Anche se la mancata restituzione del bene da parte del detentore al legittimo proprietario non realizza ex se l’ipotesi di cui all’art. 646 c.p., non essendo tale condotta in astratto idonea a modificare il rapporto tra detentore e la cosa mediante un comportamento oggettivo consistente nell’utilizzo uti dominus, tuttavia la mancata restituzione in presenza di una formale diffida rende chiara la volontà di impossessamento, il che dimostra l’interversione del possesso necessaria per configurare il reato di appropriazione indebita.
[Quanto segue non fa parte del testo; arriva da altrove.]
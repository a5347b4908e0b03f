//! Command handlers.
//!
//! Each handler drives the navigator in the `CliContext` and writes its
//! result to `out`. Notifications go to stderr through the console sink.

pub mod listen;
pub mod rooms;
pub mod route;
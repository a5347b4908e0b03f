//! Port definitions (trait abstractions) for external systems.
//!
//! Ports define the interfaces that the core expects from its environment.
//! They contain no implementation details and use only domain types.
//!
//! # Design Rules
//!
//! - No HTTP client types in any signature
//! - No platform speech or canvas types; adapters translate at the edge
//! - Headless stand-ins (`NoopSink`, `RecordingSurface`, `ScriptedRecognizer`)
//!   live beside their ports

pub mod navigation_api;
pub mod notification_sink;
pub mod scripted_speech;
pub mod speech;
pub mod surface;

pub use navigation_api::{ApiError, ApiResult, NavigationApiPort, RouteRequest};
pub use notification_sink::{NoopSink, NotificationSink};
pub use scripted_speech::ScriptedRecognizer;
pub use speech::{
    DEFAULT_MAX_ALTERNATIVES, DEFAULT_SPEECH_LANGUAGE, RecognitionConfig, RecognitionErrorCode,
    RecognitionEvent, RecognitionSession, SpeechPortError, SpeechRecognizerPort,
    UnsupportedRecognizer,
};
pub use surface::{
    Color, DrawOp, DrawingSurface, LineCap, LineJoin, RecordingSurface, StrokeStyle,
};
//! HTTP backend abstraction for the navigation API.
//!
//! This module provides a trait-based HTTP backend that allows for
//! dependency injection and easy testing. The production implementation
//! uses reqwest with automatic retry logic for transient GET errors.

use std::time::Duration;

use async_trait::async_trait;
use serde::Serialize;
use serde::de::DeserializeOwned;
use url::Url;

use crate::error::{HttpError, HttpResult};
use crate::models::{ApiConfig, ErrorReply};

// ============================================================================
// HTTP Backend Trait
// ============================================================================

/// Trait for HTTP backends that exchange JSON with the navigation server.
///
/// This is an implementation detail - external code should use the
/// `NavigationApiPort` trait.
#[async_trait]
pub trait HttpBackend: Send + Sync {
    /// GET `url` and deserialize the JSON body.
    async fn get_json<T: DeserializeOwned + Send>(&self, url: &Url) -> HttpResult<T>;

    /// POST `body` as JSON to `url` and deserialize the JSON answer.
    async fn post_json<B, T>(&self, url: &Url, body: &B) -> HttpResult<T>
    where
        B: Serialize + Sync,
        T: DeserializeOwned + Send;
}

// ============================================================================
// Reqwest Backend
// ============================================================================

/// Production HTTP backend using reqwest.
///
/// GET requests are retried with exponential backoff on server errors (5xx)
/// and network errors. POST requests are sent once.
pub struct ReqwestBackend {
    client: reqwest::Client,
    max_retries: u8,
    retry_base_delay_ms: u64,
}

impl ReqwestBackend {
    /// Create a new reqwest backend with the given configuration.
    pub fn new(config: &ApiConfig) -> HttpResult<Self> {
        let client = reqwest::Client::builder()
            .timeout(Duration::from_millis(config.timeout_ms))
            .user_agent(config.user_agent.clone())
            .build()?;

        Ok(Self {
            client,
            max_retries: config.max_retries,
            retry_base_delay_ms: config.retry_base_delay_ms,
        })
    }

    /// Fetch a URL with automatic retry for transient errors.
    async fn fetch_with_retry(&self, url: &Url) -> HttpResult<reqwest::Response> {
        let mut last_error: Option<HttpError> = None;

        for attempt in 0..=self.max_retries {
            if attempt > 0 {
                let delay = backoff_delay(self.retry_base_delay_ms, attempt);
                tracing::debug!(%url, attempt, ?delay, "Retrying request");
                tokio::time::sleep(delay).await;
            }

            match self.client.get(url.as_str()).send().await {
                Ok(response) => {
                    let status = response.status();
                    if status.is_success() {
                        return Ok(response);
                    }

                    // 5xx errors are retryable (server-side issues)
                    if status.is_server_error() && attempt < self.max_retries {
                        tracing::warn!(%url, status = status.as_u16(), "Server error, will retry");
                        last_error = Some(status_error(response, url).await);
                        continue;
                    }

                    // 4xx errors or final attempt - fail immediately
                    return Err(status_error(response, url).await);
                }
                Err(e) => {
                    // Network errors are retryable
                    if attempt < self.max_retries {
                        tracing::warn!(%url, error = %e, "Network error, will retry");
                        last_error = Some(e.into());
                        continue;
                    }
                    return Err(e.into());
                }
            }
        }

        Err(last_error.unwrap_or_else(|| HttpError::InvalidResponse {
            message: "Unknown error during fetch".to_string(),
        }))
    }
}

/// Delay before retry number `attempt` (1-based).
fn backoff_delay(base_ms: u64, attempt: u8) -> Duration {
    let factor = 2u64.saturating_pow(u32::from(attempt.saturating_sub(1)));
    Duration::from_millis(base_ms.saturating_mul(factor))
}

/// Build a status error, keeping the server's `error` text when there is one.
async fn status_error(response: reqwest::Response, url: &Url) -> HttpError {
    let status = response.status().as_u16();
    let message = match response.bytes().await {
        Ok(body) => error_message(&body),
        Err(e) => {
            tracing::debug!(error = %e, "Could not read error body");
            None
        }
    };
    HttpError::Status {
        status,
        message,
        url: url.to_string(),
    }
}

/// The `error` field of a JSON error body.
fn error_message(body: &[u8]) -> Option<String> {
    serde_json::from_slice::<ErrorReply>(body)
        .ok()
        .and_then(|reply| reply.error)
        .filter(|message| !message.is_empty())
}

/// Decode a success body. Decoding goes through `serde_json` so that shape
/// mismatches surface as parse errors rather than transport errors.
async fn decode<T: DeserializeOwned>(response: reqwest::Response) -> HttpResult<T> {
    let body = response.bytes().await?;
    Ok(serde_json::from_slice(&body)?)
}

#[async_trait]
impl HttpBackend for ReqwestBackend {
    async fn get_json<T: DeserializeOwned + Send>(&self, url: &Url) -> HttpResult<T> {
        tracing::debug!(%url, "GET");
        let response = self.fetch_with_retry(url).await?;
        decode(response).await
    }

    async fn post_json<B, T>(&self, url: &Url, body: &B) -> HttpResult<T>
    where
        B: Serialize + Sync,
        T: DeserializeOwned + Send,
    {
        tracing::debug!(%url, "POST");
        let response = self.client.post(url.as_str()).json(body).send().await?;
        if !response.status().is_success() {
            return Err(status_error(response, url).await);
        }
        decode(response).await
    }
}

// ============================================================================
// Fake Backend for Testing
// ============================================================================
//! Rooms command handler.

use std::io::Write;

use wayfinder_core::{CatalogState, LocationField};

use crate::bootstrap::CliContext;
use crate::error::CliError;

/// Execute the rooms command.
///
/// Loads the catalog and prints the suggestions the current-location input
/// would show for `filter` on `floor`, one per line.
pub async fn execute(
    ctx: &mut CliContext,
    filter: Option<&str>,
    floor: u8,
    out: &mut dyn Write,
) -> Result<(), CliError> {
    let navigator = &mut ctx.navigator;
    if let CatalogState::Failed { reason } = navigator.initialize().await {
        return Err(CliError::Reported(reason.to_string()));
    }

    navigator.change_floor(floor);
    let suggestions = navigator.set_input(LocationField::Current, filter.unwrap_or_default());
    tracing::debug!(count = suggestions.len(), floor, "Listing rooms");

    for name in suggestions {
        writeln!(out, "{name}")?;
    }
    Ok(())
}
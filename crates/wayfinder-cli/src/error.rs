//! CLI-specific error types and mappings.
//!
//! This module provides error types for the CLI adapter and mappings
//! from core errors to exit codes and user-facing messages.

use thiserror::Error;
use wayfinder_core::{ApiError, NavigationError, SettingsError};

/// CLI-specific error type.
#[derive(Debug, Error)]
pub enum CliError {
    /// The failure was already shown to the user as a notification.
    #[error("{0}")]
    Reported(String),

    /// The navigation backend could not be reached or answered badly.
    #[error("Backend error: {0}")]
    Backend(String),

    /// IO error (file not found, permission denied, etc.).
    #[error("IO error: {0}")]
    Io(String),

    /// Configuration error.
    #[error("Configuration error: {0}")]
    Config(String),
}

impl CliError {
    /// Map error to appropriate exit code.
    ///
    /// Exit codes follow Unix conventions:
    /// - 0: Success
    /// - 1: General error
    /// - 2: Misuse of shell command (reported by clap)
    /// - 64-78: Reserved for specific error categories (see sysexits.h)
    pub const fn exit_code(&self) -> u8 {
        match self {
            Self::Reported(_) => 1,
            Self::Backend(_) => 69,  // EX_UNAVAILABLE
            Self::Io(_) => 74,       // EX_IOERR
            Self::Config(_) => 78,   // EX_CONFIG
        }
    }

    /// Whether the message still needs printing.
    pub const fn needs_report(&self) -> bool {
        !matches!(self, Self::Reported(_))
    }
}

impl From<NavigationError> for CliError {
    fn from(err: NavigationError) -> Self {
        Self::Reported(err.to_string())
    }
}

impl From<ApiError> for CliError {
    fn from(err: ApiError) -> Self {
        match err {
            ApiError::Configuration { message } => Self::Config(message),
            other => Self::Backend(other.to_string()),
        }
    }
}

impl From<SettingsError> for CliError {
    fn from(err: SettingsError) -> Self {
        Self::Config(err.to_string())
    }
}

impl From<std::io::Error> for CliError {
    fn from(err: std::io::Error) -> Self {
        Self::Io(err.to_string())
    }
}
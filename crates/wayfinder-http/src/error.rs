//! Internal error types for navigation backend calls.
//!
//! These errors are internal to `wayfinder-http` and are mapped to the core
//! `ApiError` at the boundary.

use thiserror::Error;

/// Result type alias for backend calls.
pub type HttpResult<T> = Result<T, HttpError>;

/// Errors from talking to the navigation backend.
#[derive(Debug, Error)]
pub enum HttpError {
    /// The backend answered with a non-success status.
    #[error("Navigation API request failed with status {status}: {url}")]
    Status {
        /// HTTP status code
        status: u16,
        /// The `error` field of the response body, if it had one
        message: Option<String>,
        /// The URL that was requested
        url: String,
    },

    /// The backend answered with data that does not fit the contract.
    #[error("Invalid response from navigation API: {message}")]
    InvalidResponse {
        /// Description of what was invalid
        message: String,
    },

    /// Network or HTTP client error.
    #[error("Network error: {0}")]
    Network(#[from] reqwest::Error),

    /// URL parsing error.
    #[error("Invalid URL: {0}")]
    InvalidUrl(#[from] url::ParseError),

    /// JSON parsing error.
    #[error("JSON parsing error: {0}")]
    JsonParse(#[from] serde_json::Error),
}
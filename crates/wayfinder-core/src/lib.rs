#![doc = include_str!("../README.md")]
#![deny(unused_crate_dependencies)]

pub mod autocomplete;
pub mod catalog;
pub mod domain;
pub mod error;
pub mod notifications;
pub mod ports;
pub mod render;
pub mod services;
pub mod settings;
pub mod speech;

// Re-export commonly used types for convenience
pub use autocomplete::{AutocompleteFilter, LocationField, filter_rooms};
pub use catalog::{CatalogState, RoomCatalog, load_catalog};
pub use domain::{
    DEFAULT_GRID_COLUMNS, DEFAULT_GRID_ROWS, GridCell, GridExtent, Notification, Room, RoomBlock,
    RoutePath, Severity, SurfacePoint, SurfaceSize, title_case,
};
pub use error::NavigationError;
pub use notifications::NotificationService;
pub use ports::{
    ApiError, ApiResult, Color, DrawOp, DrawingSurface, LineCap, LineJoin, NavigationApiPort,
    NoopSink, NotificationSink, RecognitionConfig, RecognitionErrorCode, RecognitionEvent,
    RecognitionSession, RecordingSurface, RouteRequest, ScriptedRecognizer, SpeechPortError,
    SpeechRecognizerPort, StrokeStyle, UnsupportedRecognizer,
};
pub use render::{CoordinateMapper, PathRenderer, PathStyle, RenderOutcome};
pub use services::{MAPPED_FLOOR, Navigator, NavigatorDeps, RouteSummary};
pub use settings::{NavigatorSettings, SettingsError, validate_settings};
pub use speech::{
    SpeechFailure, SpeechOutcome, SpeechResolution, SpeechResolutionController, Step,
    match_transcripts,
};

// Silence unused dev-dependency warnings
#[cfg(test)]
use tokio_test as _;
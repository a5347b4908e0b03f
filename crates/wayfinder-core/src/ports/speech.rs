//! Speech recognition port.
//!
//! Models a platform recognizer in the shape browsers and OS speech services
//! expose: a short-lived session, configured for one utterance, that reports
//! through three callback channels (result, error, end). The channels are
//! delivered here as a single event stream whose order the platform decides.

use async_trait::async_trait;
use serde::{Deserialize, Serialize};
use thiserror::Error;

/// Default recognition language.
pub const DEFAULT_SPEECH_LANGUAGE: &str = "en-US";

/// Default number of ranked alternatives requested per result.
pub const DEFAULT_MAX_ALTERNATIVES: u8 = 3;

/// Session configuration handed to the platform.
#[derive(Debug, Clone, PartialEq, Eq, Serialize, Deserialize)]
#[serde(default)]
pub struct RecognitionConfig {
    /// BCP-47 language tag.
    pub language: String,
    /// Keep listening after the first utterance.
    pub continuous: bool,
    /// Report partial transcripts.
    pub interim_results: bool,
    /// Ranked alternatives per result (most likely first).
    pub max_alternatives: u8,
}

impl Default for RecognitionConfig {
    fn default() -> Self {
        Self {
            language: DEFAULT_SPEECH_LANGUAGE.to_string(),
            continuous: false,
            interim_results: false,
            max_alternatives: DEFAULT_MAX_ALTERNATIVES,
        }
    }
}

/// Error codes a platform reports on its error channel.
#[derive(Debug, Clone, PartialEq, Eq)]
pub enum RecognitionErrorCode {
    /// Microphone permission refused.
    NotAllowed,
    /// Nothing was heard before the platform gave up.
    NoSpeech,
    /// The session was aborted (usually by our own stop).
    Aborted,
    /// The platform's recognition service could not be reached.
    Network,
    /// Anything else, verbatim.
    Other(String),
}

impl RecognitionErrorCode {
    /// Parse the platform's error string (`not-allowed`, `no-speech`, ...).
    pub fn from_platform(code: &str) -> Self {
        match code {
            "not-allowed" | "service-not-allowed" => Self::NotAllowed,
            "no-speech" => Self::NoSpeech,
            "aborted" => Self::Aborted,
            "network" => Self::Network,
            other => Self::Other(other.to_string()),
        }
    }
}

/// One callback from a recognition session.
#[derive(Debug, Clone, PartialEq, Eq)]
pub enum RecognitionEvent {
    /// Result channel: ranked alternative transcripts, most likely first.
    Result {
        /// Alternative transcripts.
        alternatives: Vec<String>,
    },
    /// Error channel.
    Error(RecognitionErrorCode),
    /// End channel: the platform closed the session.
    End,
}

/// Failures acquiring or starting a recognition session.
#[derive(Debug, Clone, Error, PartialEq, Eq)]
pub enum SpeechPortError {
    /// The platform has no speech recognition capability.
    #[error("Speech recognition is not supported on this platform")]
    Unsupported,

    /// The platform refused to start the session.
    #[error("Could not start speech recognition: {message}")]
    StartFailed {
        /// Platform-supplied reason
        message: String,
    },
}

/// A live recognition session.
///
/// Sessions are owned by exactly one resolution and dropped once it reaches a
/// terminal outcome; they are never reused.
#[async_trait]
pub trait RecognitionSession: Send {
    /// Begin listening.
    fn start(&mut self) -> Result<(), SpeechPortError>;

    /// Ask the platform to stop. Safe to call more than once.
    fn stop(&mut self);

    /// Wait for the next callback. `None` once the platform has nothing more
    /// to deliver.
    async fn next_event(&mut self) -> Option<RecognitionEvent>;
}

/// Port trait for the platform speech recognizer.
pub trait SpeechRecognizerPort: Send + Sync {
    /// Create a new, not yet started session.
    ///
    /// Returns [`SpeechPortError::Unsupported`] when the platform lacks the
    /// capability.
    fn open_session(
        &self,
        config: &RecognitionConfig,
    ) -> Result<Box<dyn RecognitionSession>, SpeechPortError>;
}

/// Recognizer for platforms without speech support.
#[derive(Debug, Clone, Copy, Default)]
pub struct UnsupportedRecognizer;

impl SpeechRecognizerPort for UnsupportedRecognizer {
    fn open_session(
        &self,
        _config: &RecognitionConfig,
    ) -> Result<Box<dyn RecognitionSession>, SpeechPortError> {
        Err(SpeechPortError::Unsupported)
    }
}
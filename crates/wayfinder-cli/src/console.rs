//! Terminal notification sink.

use std::io::Write;

use wayfinder_core::{Notification, NotificationSink};

/// Prints each notification to stderr as `[severity] message`.
#[derive(Debug, Clone, Copy, Default)]
pub struct ConsoleSink;

impl ConsoleSink {
    /// Create a console sink.
    pub const fn new() -> Self {
        Self
    }
}

/// One notification as a terminal line.
pub fn format_notification(notification: &Notification) -> String {
    format!("[{}] {}", notification.severity, notification.message)
}

impl NotificationSink for ConsoleSink {
    fn display(&self, notification: &Notification) {
        let mut stderr = std::io::stderr().lock();
        // A closed stderr has nowhere to report to.
        let _ = writeln!(stderr, "{}", format_notification(notification));
    }

    fn dismiss(&self) {
        // Printed lines stay in the scrollback
        tracing::trace!("Notification expired");
    }
}

#[cfg(test)]
mod tests {
    use super::*;
    use wayfinder_core::Severity;

    #[test]
    fn test_format_notification() {
        let notification = Notification {
            message: "Path cleared.".to_string(),
            severity: Severity::Success,
            expires_at: tokio::time::Instant::now(),
        };
        assert_eq!(format_notification(&notification), "[success] Path cleared.");
    }
}
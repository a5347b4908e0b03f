#![doc = include_str!("../README.md")]
#![deny(unsafe_code)]
#![deny(unused_crate_dependencies)]
// `DefaultNavigationClient` is meant to be used through `NavigationApiPort`,
// not its internal generic structure
#![allow(private_interfaces, private_bounds)]

mod client;
mod config;
mod error;
mod http;
mod models;
mod port;
mod url;

// ============================================================================
// Public API
// ============================================================================

// Client
pub use client::DefaultNavigationClient;

// Configuration
pub use config::{DEFAULT_API_BASE_URL, HttpClientConfig};

// Silence unused dev-dependency warnings
#[cfg(test)]
use tokio_test as _;
//! Persisted hub authorization store.
//!
//! One record per paired hub, written to `hubs.json` with temp-then-rename
//! so a crash mid-write never corrupts the store. Raw token values are
//! never logged; logging uses [`HubToken::fingerprint`].

use std::collections::HashMap;
use std::fmt;
use std::fs;
use std::path::{Path, PathBuf};

use serde::{Deserialize, Serialize};
use subtle::ConstantTimeEq;
use zeroize::{Zeroize, ZeroizeOnDrop};

use crate::error::{AgentError, Result};

/// A bearer token minted at pairing time.
///
/// Comparison is constant-time; `Debug` prints a BLAKE3 fingerprint, not
/// the token.
#[derive(Clone, Serialize, Deserialize, Zeroize, ZeroizeOnDrop)]
#[serde(transparent)]
pub struct HubToken(String);

impl HubToken {
    /// Wrap an existing token string.
    #[must_use]
    pub fn new(token: String) -> Self {
        Self(token)
    }

    /// Mint a fresh 32-byte token, hex-encoded.
    ///
    /// # Errors
    ///
    /// Returns [`AgentError::Fatal`] if the OS CSPRNG fails.
    pub fn mint() -> Result<Self> {
        let mut buf = [0u8; 32];
        getrandom::getrandom(&mut buf)
            .map_err(|_| AgentError::Fatal("OS CSPRNG unavailable".into()))?;
        Ok(Self(hex::encode(buf)))
    }

    /// Constant-time equality against a presented token string.
    #[must_use]
    pub fn matches(&self, presented: &str) -> bool {
        // Length is not secret; content comparison must not short-circuit.
        self.0.as_bytes().ct_eq(presented.as_bytes()).into()
    }

    /// Short BLAKE3 fingerprint for logs.
    #[must_use]
    pub fn fingerprint(&self) -> String {
        hex::encode(&blake3::hash(self.0.as_bytes()).as_bytes()[..4])
    }

    /// The raw token value, for sending to the hub exactly once at pairing.
    #[must_use]
    pub fn expose(&self) -> &str {
        &self.0
    }
}

impl fmt::Debug for HubToken {
    fn fmt(&self, f: &mut fmt::Formatter<'_>) -> fmt::Result {
        write!(f, "HubToken({})", self.fingerprint())
    }
}

/// One persisted record per paired hub.
#[derive(Debug, Clone, Serialize, Deserialize)]
pub struct AuthorizedHub {
    /// Hub display name.
    pub name: String,
    /// Hub platform tag.
    pub platform: String,
    /// Bearer token.
    pub token: HubToken,
    /// Pairing time, unix seconds.
    pub paired_at: u64,
}

/// Persisted mapping of hub ids to authorization records.
///
/// All mutation goes through this type; external readers must use the
/// pairing manager API rather than touching the file.
pub struct TokenStore {
    path: PathBuf,
    hubs: HashMap<String, AuthorizedHub>,
}

impl TokenStore {
    /// Open the store, loading existing records if the file exists.
    ///
    /// # Errors
    ///
    /// Returns [`AgentError::Fatal`] if the file exists but cannot be read
    /// or parsed: an unreadable trust store must stop the process rather
    /// than silently dropping pairings.
    pub fn open<P: AsRef<Path>>(path: P) -> Result<Self> {
        let path = path.as_ref().to_path_buf();
        let hubs = if path.exists() {
            let contents = fs::read_to_string(&path)
                .map_err(|e| AgentError::Fatal(format!("cannot read hub store: {e}").into()))?;
            serde_json::from_str(&contents)
                .map_err(|e| AgentError::Fatal(format!("cannot parse hub store: {e}").into()))?
        } else {
            HashMap::new()
        };

        Ok(Self { path, hubs })
    }

    /// Insert or replace the record for a hub and persist.
    ///
    /// # Errors
    ///
    /// Returns [`AgentError::Storage`] if persisting fails; the in-memory
    /// map is left unchanged in that case.
    pub fn insert(&mut self, hub_id: String, record: AuthorizedHub) -> Result<()> {
        let previous = self.hubs.insert(hub_id.clone(), record);
        if let Err(e) = self.persist() {
            // Roll back so memory and disk stay consistent.
            match previous {
                Some(prev) => self.hubs.insert(hub_id, prev),
                None => self.hubs.remove(&hub_id),
            };
            return Err(e);
        }
        Ok(())
    }

    /// Remove a hub's record and persist. Returns true if a record existed.
    ///
    /// # Errors
    ///
    /// Returns [`AgentError::Storage`] if persisting fails.
    pub fn remove(&mut self, hub_id: &str) -> Result<bool> {
        let removed = self.hubs.remove(hub_id);
        let existed = removed.is_some();
        if let Err(e) = self.persist() {
            if let Some(prev) = removed {
                self.hubs.insert(hub_id.to_string(), prev);
            }
            return Err(e);
        }
        Ok(existed)
    }

    /// Look up a hub's record.
    #[must_use]
    pub fn get(&self, hub_id: &str) -> Option<&AuthorizedHub> {
        self.hubs.get(hub_id)
    }

    /// Constant-time token verification for a hub.
    #[must_use]
    pub fn verify(&self, hub_id: &str, presented: &str) -> bool {
        match self.hubs.get(hub_id) {
            Some(record) => record.token.matches(presented),
            None => false,
        }
    }

    /// All paired hubs with their ids.
    #[must_use]
    pub fn list(&self) -> Vec<(String, AuthorizedHub)> {
        self.hubs
            .iter()
            .map(|(id, rec)| (id.clone(), rec.clone()))
            .collect()
    }

    /// Number of paired hubs.
    #[must_use]
    pub fn len(&self) -> usize {
        self.hubs.len()
    }

    /// True if no hub has ever paired.
    #[must_use]
    pub fn is_empty(&self) -> bool {
        self.hubs.is_empty()
    }

    /// Write the store atomically: temp file in the same directory, then
    /// rename over the target.
    fn persist(&self) -> Result<()> {
        if let Some(parent) = self.path.parent() {
            fs::create_dir_all(parent)?;
        }
        let contents = serde_json::to_vec_pretty(&self.hubs)
            .map_err(|e| AgentError::Storage(format!("cannot serialize hub store: {e}")))?;

        let tmp = self.path.with_extension("json.tmp");
        fs::write(&tmp, &contents)?;
        fs::rename(&tmp, &self.path)?;
        Ok(())
    }
}
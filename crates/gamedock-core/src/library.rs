//! Installed-game library.
//!
//! A game is a directory (or single file) directly under the install
//! root. The `.partial` staging area is never listed: only artifacts
//! that survived finalization exist as far as hubs are concerned.

use std::path::{Path, PathBuf};
use std::sync::Arc;

use crate::error::{AgentError, Result};
use crate::events::{EventQueue, OperationEvent, OperationKind, OperationStatus};

/// One completed artifact under the install root.
#[derive(Debug, Clone)]
pub struct InstalledGame {
    /// Directory or file name under the root.
    pub name: String,
    /// Absolute path.
    pub path: PathBuf,
    /// Total size in bytes.
    pub size: u64,
}

/// Read and delete completed artifacts.
pub struct Library {
    install_root: PathBuf,
    events: Arc<EventQueue>,
}

impl Library {
    /// Create a library over the install root.
    pub fn new(install_root: PathBuf, events: Arc<EventQueue>) -> Self {
        Self {
            install_root,
            events,
        }
    }

    /// Enumerate completed artifacts, staging excluded.
    ///
    /// # Errors
    ///
    /// Returns [`AgentError::Storage`] if the root cannot be read.
    pub async fn list_installed(&self) -> Result<Vec<InstalledGame>> {
        if !tokio::fs::try_exists(&self.install_root).await? {
            return Ok(Vec::new());
        }

        let mut games = Vec::new();
        let mut entries = tokio::fs::read_dir(&self.install_root).await?;
        while let Some(entry) = entries.next_entry().await? {
            let name = entry.file_name().to_string_lossy().to_string();
            if name.starts_with('.') {
                continue;
            }
            let path = entry.path();
            let size = dir_size(path.clone()).await?;
            games.push(InstalledGame { name, path, size });
        }
        games.sort_by(|a, b| a.name.cmp(&b.name));
        Ok(games)
    }

    /// Delete a completed artifact by name, emitting remove lifecycle
    /// events.
    ///
    /// # Errors
    ///
    /// Returns [`AgentError::GameNotFound`] if no such artifact exists,
    /// [`AgentError::PathTraversal`] if the name is not a plain name, or
    /// [`AgentError::Storage`] if deletion fails.
    pub async fn uninstall(&self, name: &str) -> Result<()> {
        if name.is_empty() || name.starts_with('.') || !is_plain_name(name) {
            return Err(AgentError::PathTraversal(name.to_string()));
        }

        let path = self.install_root.join(name);
        if !tokio::fs::try_exists(&path).await? {
            return Err(AgentError::GameNotFound(name.to_string()));
        }

        self.publish_remove(name, OperationStatus::Started, None);

        let result = if tokio::fs::metadata(&path).await?.is_dir() {
            tokio::fs::remove_dir_all(&path).await
        } else {
            tokio::fs::remove_file(&path).await
        };

        match result {
            Ok(()) => {
                tracing::info!(name, path = %path.display(), "game removed");
                self.publish_remove(name, OperationStatus::Completed, None);
                Ok(())
            }
            Err(e) => {
                self.publish_remove(name, OperationStatus::Error, Some(e.to_string()));
                Err(e.into())
            }
        }
    }

    fn publish_remove(&self, name: &str, status: OperationStatus, message: Option<String>) {
        self.events.publish_operation(&OperationEvent {
            kind: OperationKind::Remove,
            status,
            name: name.to_string(),
            progress: if status == OperationStatus::Completed {
                100
            } else {
                0
            },
            message,
            path: None,
        });
    }
}

/// A single path component, no separators or parent refs.
fn is_plain_name(name: &str) -> bool {
    let path = Path::new(name);
    let mut components = path.components();
    matches!(
        (components.next(), components.next()),
        (Some(std::path::Component::Normal(_)), None)
    )
}

/// Recursive size of a file or directory.
async fn dir_size(path: PathBuf) -> Result<u64> {
    tokio::task::spawn_blocking(move || -> Result<u64> { size_of(&path) })
        .await
        .map_err(|e| AgentError::Storage(format!("size task failed: {e}")))?
}

fn size_of(path: &Path) -> Result<u64> {
    let meta = std::fs::metadata(path)?;
    if meta.is_file() {
        return Ok(meta.len());
    }
    let mut total = 0;
    for entry in std::fs::read_dir(path)? {
        let entry = entry?;
        total += size_of(&entry.path())?;
    }
    Ok(total)
}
Lo stabilisce la Corte di Cassazione nella sentenza n. 47411, depositata il 18 novembre 2014. Il caso. La Corte d’appello di Roma condannava l’amministratore di fatto di una società per il reato di appropriazione indebita l’accusa era di aver stipulato un accordo con un’altra azienda che prevedeva l’uso per fini pubblicitari di vario materiale, che non era mai stato restituito nonostante le diffide dell’azienda offesa. L’imputato ricorreva in Cassazione, deducendo l’illegittimo inquadramento della condotta contestata nella fattispecie di reato dell’appropriazione indebita, ex art. 646 c.p., ed il riconoscimento della qualifica di amministratore di fatto. Appropriazione indebita. La Corte di Cassazione sottolinea che, anche se la mancata restituzione del bene da parte del detentore al legittimo proprietario non realizza ex se l’ipotesi di cui all’art. 646 c.p., non essendo tale condotta in astratto idonea a modificare il rapporto tra detentore e la cosa mediante un comportamento oggettivo consistente nell’utilizzo uti dominus , tuttavia la mancata restituzione in presenza di una formale diffida rende chiara la volontà di impossessamento, il che dimostra l’interversione del possesso necessaria per configurare il reato di appropriazione indebita. Amministratore di fatto. Inoltre, i giudici di legittimità ricordano che la nozione di amministratore di fatto, ai sensi dell’art. 2639 c.c., postula l’esercizio in modo continuativo e significativo dei poteri tipici inerenti alla qualifica o alla funzione, cioè un’apprezzabile attività gestoria svolta in modo non episodico o occasionale. Di conseguenza, la prova della posizione di amministratore di fatto si traduce nell’accertamento di elementi sintomatici dell’inserimento organico del soggetto con funzioni direttive in qualsiasi fase della sequenza organizzativa, produttiva o commerciale dell’attività della società. Nel caso di specie, correttamente i giudici di merito avevano riconosciuto tale qualifica al ricorrente, valorizzando la sua gestione dei rapporti e il suo potere di contrattazione in rappresentanza della società. Per questi motivi, la Corte di Cassazione dichiara inammissibile il ricorso.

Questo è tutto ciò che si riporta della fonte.